Nothing but a number should be given: how many lines in the listing contain the word "CrossingTerrain".

++++ SOURCE RECORDS ++++

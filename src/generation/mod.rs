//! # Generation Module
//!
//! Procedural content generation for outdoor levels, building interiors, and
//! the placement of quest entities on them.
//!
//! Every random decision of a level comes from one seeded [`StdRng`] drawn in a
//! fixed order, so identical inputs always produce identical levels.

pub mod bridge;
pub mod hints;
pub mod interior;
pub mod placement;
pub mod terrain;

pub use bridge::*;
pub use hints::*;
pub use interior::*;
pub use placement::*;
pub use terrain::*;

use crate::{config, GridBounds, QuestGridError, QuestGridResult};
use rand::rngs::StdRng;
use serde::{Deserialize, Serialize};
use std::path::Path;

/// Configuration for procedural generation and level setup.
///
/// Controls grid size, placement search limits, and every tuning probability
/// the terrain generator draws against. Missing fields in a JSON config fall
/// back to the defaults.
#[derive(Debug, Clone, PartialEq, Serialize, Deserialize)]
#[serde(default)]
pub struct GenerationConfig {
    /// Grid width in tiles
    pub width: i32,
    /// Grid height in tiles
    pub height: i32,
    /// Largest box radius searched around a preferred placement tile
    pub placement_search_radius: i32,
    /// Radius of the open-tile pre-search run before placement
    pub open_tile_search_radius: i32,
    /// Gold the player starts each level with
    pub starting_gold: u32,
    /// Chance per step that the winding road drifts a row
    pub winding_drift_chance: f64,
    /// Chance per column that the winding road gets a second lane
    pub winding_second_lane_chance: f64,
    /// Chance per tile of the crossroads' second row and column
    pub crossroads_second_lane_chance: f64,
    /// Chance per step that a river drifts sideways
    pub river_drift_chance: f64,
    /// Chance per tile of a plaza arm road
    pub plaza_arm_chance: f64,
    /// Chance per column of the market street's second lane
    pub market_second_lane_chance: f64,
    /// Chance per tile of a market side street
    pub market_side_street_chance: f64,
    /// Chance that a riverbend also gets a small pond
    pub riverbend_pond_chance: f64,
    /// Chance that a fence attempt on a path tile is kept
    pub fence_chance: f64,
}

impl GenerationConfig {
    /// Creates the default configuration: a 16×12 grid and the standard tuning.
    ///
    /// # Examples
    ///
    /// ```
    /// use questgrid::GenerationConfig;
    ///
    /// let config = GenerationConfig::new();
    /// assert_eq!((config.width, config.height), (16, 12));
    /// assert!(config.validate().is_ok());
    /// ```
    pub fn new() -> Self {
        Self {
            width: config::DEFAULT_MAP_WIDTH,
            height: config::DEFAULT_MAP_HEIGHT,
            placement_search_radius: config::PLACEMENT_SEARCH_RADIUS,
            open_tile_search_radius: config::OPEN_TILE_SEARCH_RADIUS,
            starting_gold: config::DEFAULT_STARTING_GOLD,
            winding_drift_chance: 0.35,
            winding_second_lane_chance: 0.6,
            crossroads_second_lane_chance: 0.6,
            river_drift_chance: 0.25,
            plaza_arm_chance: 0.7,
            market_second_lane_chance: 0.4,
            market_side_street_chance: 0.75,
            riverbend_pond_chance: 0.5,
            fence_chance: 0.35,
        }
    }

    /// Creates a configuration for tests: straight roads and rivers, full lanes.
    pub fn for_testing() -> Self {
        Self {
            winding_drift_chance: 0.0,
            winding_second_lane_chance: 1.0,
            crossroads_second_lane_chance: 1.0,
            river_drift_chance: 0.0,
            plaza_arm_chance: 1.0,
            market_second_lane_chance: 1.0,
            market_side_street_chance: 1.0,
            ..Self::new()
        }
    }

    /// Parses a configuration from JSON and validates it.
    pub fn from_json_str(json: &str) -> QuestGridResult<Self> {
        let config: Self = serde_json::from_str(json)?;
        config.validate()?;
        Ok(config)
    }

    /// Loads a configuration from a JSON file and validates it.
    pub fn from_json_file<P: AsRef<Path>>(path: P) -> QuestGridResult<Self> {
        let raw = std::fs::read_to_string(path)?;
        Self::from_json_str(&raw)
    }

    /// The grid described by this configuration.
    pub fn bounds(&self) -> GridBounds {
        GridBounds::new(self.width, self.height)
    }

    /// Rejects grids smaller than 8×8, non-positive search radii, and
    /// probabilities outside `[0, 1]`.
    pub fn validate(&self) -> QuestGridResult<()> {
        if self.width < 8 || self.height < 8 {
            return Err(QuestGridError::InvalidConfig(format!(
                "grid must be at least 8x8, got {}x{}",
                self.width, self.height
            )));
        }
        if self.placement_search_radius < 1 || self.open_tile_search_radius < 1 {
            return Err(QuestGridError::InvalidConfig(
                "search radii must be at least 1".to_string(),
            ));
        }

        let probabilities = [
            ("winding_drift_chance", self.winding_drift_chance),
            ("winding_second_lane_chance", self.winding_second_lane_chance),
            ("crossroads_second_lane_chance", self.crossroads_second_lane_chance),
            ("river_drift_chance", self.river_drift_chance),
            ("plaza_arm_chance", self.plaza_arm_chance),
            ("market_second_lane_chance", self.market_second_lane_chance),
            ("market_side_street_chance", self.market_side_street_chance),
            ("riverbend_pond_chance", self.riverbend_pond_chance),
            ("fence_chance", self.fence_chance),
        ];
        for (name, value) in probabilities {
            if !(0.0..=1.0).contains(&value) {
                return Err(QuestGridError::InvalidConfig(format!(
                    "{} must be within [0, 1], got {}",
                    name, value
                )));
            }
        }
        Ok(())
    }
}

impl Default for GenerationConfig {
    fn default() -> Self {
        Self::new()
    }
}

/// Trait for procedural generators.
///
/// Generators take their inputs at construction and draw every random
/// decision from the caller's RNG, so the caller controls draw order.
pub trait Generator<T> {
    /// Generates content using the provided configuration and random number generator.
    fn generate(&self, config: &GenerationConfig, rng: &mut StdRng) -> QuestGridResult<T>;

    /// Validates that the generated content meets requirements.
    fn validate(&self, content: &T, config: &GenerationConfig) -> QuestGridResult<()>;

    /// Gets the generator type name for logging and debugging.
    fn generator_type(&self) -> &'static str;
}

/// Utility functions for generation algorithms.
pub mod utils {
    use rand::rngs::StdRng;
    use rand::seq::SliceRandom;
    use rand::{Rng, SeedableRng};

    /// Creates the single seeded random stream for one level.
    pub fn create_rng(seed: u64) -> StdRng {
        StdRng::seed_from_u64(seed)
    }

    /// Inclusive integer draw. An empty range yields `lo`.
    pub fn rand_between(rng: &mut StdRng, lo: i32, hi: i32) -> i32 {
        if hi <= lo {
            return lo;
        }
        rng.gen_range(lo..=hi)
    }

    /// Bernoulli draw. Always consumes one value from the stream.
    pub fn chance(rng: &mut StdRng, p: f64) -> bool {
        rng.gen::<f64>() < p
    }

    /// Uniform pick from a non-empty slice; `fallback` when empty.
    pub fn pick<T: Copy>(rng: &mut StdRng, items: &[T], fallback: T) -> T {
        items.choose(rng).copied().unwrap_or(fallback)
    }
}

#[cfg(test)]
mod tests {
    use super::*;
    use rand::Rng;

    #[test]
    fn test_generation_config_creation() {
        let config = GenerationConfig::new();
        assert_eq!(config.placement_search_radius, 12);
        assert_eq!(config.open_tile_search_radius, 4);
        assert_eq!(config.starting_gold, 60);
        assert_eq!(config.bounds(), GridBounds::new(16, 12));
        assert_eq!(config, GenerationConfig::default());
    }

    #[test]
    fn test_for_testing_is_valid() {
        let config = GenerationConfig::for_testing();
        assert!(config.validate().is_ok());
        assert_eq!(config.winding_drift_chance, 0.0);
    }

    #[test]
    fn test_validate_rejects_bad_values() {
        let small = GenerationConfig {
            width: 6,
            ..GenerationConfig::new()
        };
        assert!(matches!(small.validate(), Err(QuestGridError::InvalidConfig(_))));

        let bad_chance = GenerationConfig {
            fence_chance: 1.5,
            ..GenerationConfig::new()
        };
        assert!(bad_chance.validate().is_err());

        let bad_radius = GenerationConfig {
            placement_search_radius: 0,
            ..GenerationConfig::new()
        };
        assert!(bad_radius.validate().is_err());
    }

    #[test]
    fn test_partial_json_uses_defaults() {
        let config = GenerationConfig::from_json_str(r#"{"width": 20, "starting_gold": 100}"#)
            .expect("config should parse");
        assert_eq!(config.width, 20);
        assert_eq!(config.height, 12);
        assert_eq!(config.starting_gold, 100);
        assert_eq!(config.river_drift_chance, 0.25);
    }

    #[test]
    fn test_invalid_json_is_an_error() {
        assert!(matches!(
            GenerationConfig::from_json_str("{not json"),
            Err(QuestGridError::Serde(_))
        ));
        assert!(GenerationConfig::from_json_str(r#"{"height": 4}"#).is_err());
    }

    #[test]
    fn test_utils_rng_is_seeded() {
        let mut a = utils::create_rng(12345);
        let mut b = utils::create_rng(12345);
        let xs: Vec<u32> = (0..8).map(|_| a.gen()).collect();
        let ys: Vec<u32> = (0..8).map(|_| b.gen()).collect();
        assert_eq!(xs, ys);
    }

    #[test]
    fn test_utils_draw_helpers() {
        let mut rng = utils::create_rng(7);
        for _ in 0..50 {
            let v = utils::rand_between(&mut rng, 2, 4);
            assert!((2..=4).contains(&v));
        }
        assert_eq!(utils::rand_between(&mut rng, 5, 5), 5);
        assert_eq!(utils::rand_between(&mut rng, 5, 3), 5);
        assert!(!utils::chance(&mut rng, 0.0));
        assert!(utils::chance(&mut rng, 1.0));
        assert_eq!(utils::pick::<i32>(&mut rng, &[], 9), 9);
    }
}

++++
++++ SOURCE RECORDS ++++

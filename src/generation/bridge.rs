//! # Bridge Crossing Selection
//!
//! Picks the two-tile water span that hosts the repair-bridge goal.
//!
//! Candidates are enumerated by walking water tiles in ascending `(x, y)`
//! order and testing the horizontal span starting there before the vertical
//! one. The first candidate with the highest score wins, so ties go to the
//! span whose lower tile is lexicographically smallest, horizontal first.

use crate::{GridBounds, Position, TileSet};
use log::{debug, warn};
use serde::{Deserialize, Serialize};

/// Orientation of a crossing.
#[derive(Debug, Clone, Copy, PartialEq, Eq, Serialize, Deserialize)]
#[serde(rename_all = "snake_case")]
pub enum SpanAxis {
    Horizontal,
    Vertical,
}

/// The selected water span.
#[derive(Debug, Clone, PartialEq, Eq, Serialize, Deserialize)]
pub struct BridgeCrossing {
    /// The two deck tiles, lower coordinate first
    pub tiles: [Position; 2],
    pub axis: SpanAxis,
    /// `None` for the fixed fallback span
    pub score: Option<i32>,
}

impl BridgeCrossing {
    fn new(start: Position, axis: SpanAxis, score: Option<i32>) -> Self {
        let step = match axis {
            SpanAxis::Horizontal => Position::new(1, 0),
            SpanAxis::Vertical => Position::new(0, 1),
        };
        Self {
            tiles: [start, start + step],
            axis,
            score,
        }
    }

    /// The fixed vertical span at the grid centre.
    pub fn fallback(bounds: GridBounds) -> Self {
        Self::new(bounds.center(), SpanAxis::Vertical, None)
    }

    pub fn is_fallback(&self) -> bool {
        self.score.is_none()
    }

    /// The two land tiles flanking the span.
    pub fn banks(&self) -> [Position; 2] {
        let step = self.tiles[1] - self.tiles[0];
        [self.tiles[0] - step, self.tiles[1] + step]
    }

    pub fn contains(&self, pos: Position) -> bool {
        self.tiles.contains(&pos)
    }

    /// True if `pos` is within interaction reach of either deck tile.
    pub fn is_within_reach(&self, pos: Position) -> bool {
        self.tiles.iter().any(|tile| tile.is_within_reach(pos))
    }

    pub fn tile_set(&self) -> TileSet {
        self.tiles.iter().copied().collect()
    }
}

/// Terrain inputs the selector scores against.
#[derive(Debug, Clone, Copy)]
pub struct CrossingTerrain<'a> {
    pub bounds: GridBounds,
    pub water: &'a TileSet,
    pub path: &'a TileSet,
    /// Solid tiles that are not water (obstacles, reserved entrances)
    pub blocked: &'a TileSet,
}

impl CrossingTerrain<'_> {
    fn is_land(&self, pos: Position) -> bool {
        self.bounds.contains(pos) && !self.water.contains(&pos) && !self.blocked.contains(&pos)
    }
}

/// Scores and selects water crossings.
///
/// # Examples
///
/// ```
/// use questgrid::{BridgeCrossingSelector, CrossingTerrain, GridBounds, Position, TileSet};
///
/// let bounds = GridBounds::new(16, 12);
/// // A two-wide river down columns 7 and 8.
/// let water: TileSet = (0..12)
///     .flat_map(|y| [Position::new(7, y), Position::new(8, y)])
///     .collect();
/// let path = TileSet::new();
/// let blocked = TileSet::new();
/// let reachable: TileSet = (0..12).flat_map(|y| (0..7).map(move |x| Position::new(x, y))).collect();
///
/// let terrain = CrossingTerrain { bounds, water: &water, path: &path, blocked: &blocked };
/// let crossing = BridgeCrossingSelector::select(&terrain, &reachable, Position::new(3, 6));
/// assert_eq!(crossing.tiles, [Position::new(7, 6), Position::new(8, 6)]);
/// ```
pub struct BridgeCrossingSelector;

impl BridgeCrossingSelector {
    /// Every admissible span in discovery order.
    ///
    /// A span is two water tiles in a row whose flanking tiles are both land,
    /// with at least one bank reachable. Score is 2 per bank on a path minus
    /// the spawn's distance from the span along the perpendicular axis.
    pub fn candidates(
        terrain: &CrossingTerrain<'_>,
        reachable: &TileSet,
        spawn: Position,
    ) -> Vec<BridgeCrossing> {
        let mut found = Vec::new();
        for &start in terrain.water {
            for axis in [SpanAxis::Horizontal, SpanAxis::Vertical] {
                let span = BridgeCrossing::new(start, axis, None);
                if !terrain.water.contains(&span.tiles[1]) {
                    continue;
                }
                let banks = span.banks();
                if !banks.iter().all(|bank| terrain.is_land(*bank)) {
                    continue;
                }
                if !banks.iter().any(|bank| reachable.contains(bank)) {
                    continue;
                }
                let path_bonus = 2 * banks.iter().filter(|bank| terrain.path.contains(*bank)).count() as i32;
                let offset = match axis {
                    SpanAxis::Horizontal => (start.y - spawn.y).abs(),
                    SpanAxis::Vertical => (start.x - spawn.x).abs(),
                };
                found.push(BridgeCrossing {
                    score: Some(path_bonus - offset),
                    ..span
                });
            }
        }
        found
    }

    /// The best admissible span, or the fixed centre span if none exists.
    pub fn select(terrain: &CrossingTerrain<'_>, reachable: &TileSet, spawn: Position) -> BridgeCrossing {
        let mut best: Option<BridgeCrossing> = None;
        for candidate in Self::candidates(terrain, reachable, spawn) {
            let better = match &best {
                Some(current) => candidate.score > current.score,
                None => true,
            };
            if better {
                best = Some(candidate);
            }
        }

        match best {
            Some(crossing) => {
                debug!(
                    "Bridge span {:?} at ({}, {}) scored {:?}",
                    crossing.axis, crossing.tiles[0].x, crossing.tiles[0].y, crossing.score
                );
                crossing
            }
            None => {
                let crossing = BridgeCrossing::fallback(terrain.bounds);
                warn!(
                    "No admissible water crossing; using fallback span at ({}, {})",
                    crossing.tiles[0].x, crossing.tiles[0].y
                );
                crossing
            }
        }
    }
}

++++

ANSWER AREA → 6